(Records contained in a dataset)
________________

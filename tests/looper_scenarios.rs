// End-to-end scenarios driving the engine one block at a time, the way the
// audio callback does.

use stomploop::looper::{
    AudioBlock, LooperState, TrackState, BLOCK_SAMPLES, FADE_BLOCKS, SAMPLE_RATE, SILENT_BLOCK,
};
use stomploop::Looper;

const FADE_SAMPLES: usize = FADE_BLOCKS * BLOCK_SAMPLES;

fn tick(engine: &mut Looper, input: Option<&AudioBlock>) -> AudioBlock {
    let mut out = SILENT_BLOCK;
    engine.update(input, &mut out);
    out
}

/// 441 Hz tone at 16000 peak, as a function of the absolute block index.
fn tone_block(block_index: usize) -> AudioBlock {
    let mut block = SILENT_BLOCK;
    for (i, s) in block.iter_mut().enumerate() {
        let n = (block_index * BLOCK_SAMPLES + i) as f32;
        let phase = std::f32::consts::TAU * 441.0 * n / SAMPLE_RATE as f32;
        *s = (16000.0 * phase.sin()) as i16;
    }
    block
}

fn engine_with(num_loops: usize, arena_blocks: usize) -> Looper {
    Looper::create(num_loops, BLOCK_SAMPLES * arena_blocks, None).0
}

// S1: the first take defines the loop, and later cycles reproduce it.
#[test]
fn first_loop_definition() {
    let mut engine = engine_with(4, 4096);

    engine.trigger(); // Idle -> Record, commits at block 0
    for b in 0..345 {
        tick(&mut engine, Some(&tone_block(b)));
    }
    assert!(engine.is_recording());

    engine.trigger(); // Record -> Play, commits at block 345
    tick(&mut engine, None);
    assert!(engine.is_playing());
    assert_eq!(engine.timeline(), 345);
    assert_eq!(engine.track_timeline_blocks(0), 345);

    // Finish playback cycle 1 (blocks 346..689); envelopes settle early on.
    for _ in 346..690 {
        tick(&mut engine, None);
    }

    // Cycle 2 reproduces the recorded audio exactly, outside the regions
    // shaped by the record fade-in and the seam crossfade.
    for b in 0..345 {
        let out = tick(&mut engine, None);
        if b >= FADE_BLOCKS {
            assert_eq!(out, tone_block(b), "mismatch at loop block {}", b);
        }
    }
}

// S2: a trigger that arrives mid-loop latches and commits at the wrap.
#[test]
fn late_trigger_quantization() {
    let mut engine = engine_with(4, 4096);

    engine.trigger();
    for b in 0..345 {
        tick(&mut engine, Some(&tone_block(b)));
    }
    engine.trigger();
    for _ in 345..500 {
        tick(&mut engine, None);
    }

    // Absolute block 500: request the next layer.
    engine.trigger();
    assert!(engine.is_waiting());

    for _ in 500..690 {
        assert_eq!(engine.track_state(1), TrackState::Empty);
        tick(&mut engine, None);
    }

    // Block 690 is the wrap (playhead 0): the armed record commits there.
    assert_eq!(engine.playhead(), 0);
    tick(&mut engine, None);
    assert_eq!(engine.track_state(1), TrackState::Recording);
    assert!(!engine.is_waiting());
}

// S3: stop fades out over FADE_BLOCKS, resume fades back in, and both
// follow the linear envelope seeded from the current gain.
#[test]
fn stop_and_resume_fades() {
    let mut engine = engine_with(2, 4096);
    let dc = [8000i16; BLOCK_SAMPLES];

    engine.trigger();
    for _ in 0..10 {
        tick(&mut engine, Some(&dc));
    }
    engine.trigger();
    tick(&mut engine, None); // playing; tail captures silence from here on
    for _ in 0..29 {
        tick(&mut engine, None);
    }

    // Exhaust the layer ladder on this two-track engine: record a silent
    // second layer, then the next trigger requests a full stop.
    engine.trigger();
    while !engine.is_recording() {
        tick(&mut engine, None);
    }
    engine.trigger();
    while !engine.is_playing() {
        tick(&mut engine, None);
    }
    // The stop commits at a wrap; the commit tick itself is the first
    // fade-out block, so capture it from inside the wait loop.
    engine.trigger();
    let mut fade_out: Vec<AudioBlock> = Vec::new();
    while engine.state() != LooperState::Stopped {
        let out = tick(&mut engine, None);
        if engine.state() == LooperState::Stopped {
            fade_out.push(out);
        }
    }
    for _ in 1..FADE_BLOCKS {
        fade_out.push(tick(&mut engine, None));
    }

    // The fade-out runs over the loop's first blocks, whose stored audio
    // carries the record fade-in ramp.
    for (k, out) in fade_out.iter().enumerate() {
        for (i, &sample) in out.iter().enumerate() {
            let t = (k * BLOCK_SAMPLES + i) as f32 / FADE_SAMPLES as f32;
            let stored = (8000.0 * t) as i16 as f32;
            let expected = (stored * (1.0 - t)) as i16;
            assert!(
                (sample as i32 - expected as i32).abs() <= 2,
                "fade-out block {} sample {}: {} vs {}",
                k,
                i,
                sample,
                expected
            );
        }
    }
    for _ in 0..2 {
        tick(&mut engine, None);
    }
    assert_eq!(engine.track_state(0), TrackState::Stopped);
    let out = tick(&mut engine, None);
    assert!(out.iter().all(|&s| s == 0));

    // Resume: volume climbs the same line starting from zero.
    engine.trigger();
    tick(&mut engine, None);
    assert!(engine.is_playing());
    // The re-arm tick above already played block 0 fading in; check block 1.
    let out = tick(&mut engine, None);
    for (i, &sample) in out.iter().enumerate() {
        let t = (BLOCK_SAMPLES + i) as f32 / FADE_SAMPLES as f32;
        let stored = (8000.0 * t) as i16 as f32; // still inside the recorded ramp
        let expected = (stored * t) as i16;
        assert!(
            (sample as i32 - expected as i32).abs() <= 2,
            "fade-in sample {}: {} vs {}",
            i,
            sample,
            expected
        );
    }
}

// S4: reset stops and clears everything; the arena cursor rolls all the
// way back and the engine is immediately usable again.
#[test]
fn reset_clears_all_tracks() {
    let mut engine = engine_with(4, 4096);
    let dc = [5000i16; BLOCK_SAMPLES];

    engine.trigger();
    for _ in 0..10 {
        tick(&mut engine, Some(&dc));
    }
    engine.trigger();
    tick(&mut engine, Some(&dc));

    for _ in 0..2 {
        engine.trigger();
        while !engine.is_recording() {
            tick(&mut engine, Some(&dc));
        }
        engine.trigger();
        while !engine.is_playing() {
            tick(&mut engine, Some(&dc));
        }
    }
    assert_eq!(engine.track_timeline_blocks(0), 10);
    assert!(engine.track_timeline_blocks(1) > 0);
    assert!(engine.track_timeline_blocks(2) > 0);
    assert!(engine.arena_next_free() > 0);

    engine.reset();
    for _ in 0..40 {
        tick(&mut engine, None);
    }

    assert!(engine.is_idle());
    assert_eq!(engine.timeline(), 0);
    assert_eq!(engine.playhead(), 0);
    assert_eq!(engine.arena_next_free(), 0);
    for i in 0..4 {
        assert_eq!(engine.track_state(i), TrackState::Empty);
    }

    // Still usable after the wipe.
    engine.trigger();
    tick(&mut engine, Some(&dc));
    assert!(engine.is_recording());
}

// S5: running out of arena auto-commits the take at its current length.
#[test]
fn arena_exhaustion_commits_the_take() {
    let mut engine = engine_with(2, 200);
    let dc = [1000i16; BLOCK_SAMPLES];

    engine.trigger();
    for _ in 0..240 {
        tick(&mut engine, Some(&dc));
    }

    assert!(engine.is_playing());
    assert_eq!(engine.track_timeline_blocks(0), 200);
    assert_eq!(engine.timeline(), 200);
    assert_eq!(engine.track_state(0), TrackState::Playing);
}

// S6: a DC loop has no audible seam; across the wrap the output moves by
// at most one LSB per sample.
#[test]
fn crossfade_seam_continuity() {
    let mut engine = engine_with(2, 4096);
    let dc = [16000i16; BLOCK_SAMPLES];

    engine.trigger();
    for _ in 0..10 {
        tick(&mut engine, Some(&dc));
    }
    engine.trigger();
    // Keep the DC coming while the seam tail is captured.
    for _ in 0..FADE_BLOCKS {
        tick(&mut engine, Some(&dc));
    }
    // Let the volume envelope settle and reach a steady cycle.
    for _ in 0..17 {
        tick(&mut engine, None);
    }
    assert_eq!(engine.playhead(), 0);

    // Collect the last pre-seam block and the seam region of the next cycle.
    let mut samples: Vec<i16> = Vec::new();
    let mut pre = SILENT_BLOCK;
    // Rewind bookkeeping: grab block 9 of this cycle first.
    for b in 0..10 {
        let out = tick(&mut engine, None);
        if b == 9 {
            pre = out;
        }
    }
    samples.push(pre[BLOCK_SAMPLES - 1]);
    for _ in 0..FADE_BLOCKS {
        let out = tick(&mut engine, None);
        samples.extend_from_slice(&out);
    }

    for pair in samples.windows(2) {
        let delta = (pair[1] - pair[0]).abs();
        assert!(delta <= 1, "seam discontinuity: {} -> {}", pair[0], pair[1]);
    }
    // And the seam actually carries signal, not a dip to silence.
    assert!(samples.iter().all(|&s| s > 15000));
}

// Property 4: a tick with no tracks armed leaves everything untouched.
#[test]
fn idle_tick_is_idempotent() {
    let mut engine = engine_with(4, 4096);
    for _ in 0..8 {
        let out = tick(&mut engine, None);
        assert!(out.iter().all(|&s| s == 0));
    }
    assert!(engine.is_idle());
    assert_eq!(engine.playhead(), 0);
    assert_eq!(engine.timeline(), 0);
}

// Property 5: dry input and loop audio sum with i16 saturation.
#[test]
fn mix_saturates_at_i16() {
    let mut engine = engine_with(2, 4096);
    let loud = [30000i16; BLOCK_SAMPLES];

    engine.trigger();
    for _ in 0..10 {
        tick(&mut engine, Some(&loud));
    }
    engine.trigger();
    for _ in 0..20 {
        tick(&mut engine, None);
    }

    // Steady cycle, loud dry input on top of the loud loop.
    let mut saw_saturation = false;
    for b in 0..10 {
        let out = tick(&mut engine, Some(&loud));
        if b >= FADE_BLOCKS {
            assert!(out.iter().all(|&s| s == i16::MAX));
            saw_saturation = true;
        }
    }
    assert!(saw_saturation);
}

________________

Could you find each line in the entries that contains the string "tail" and copy it?

    tick(&mut engine, None); // playing; tail captures silence from here on
    // Keep the DC coming while the seam tail is captured.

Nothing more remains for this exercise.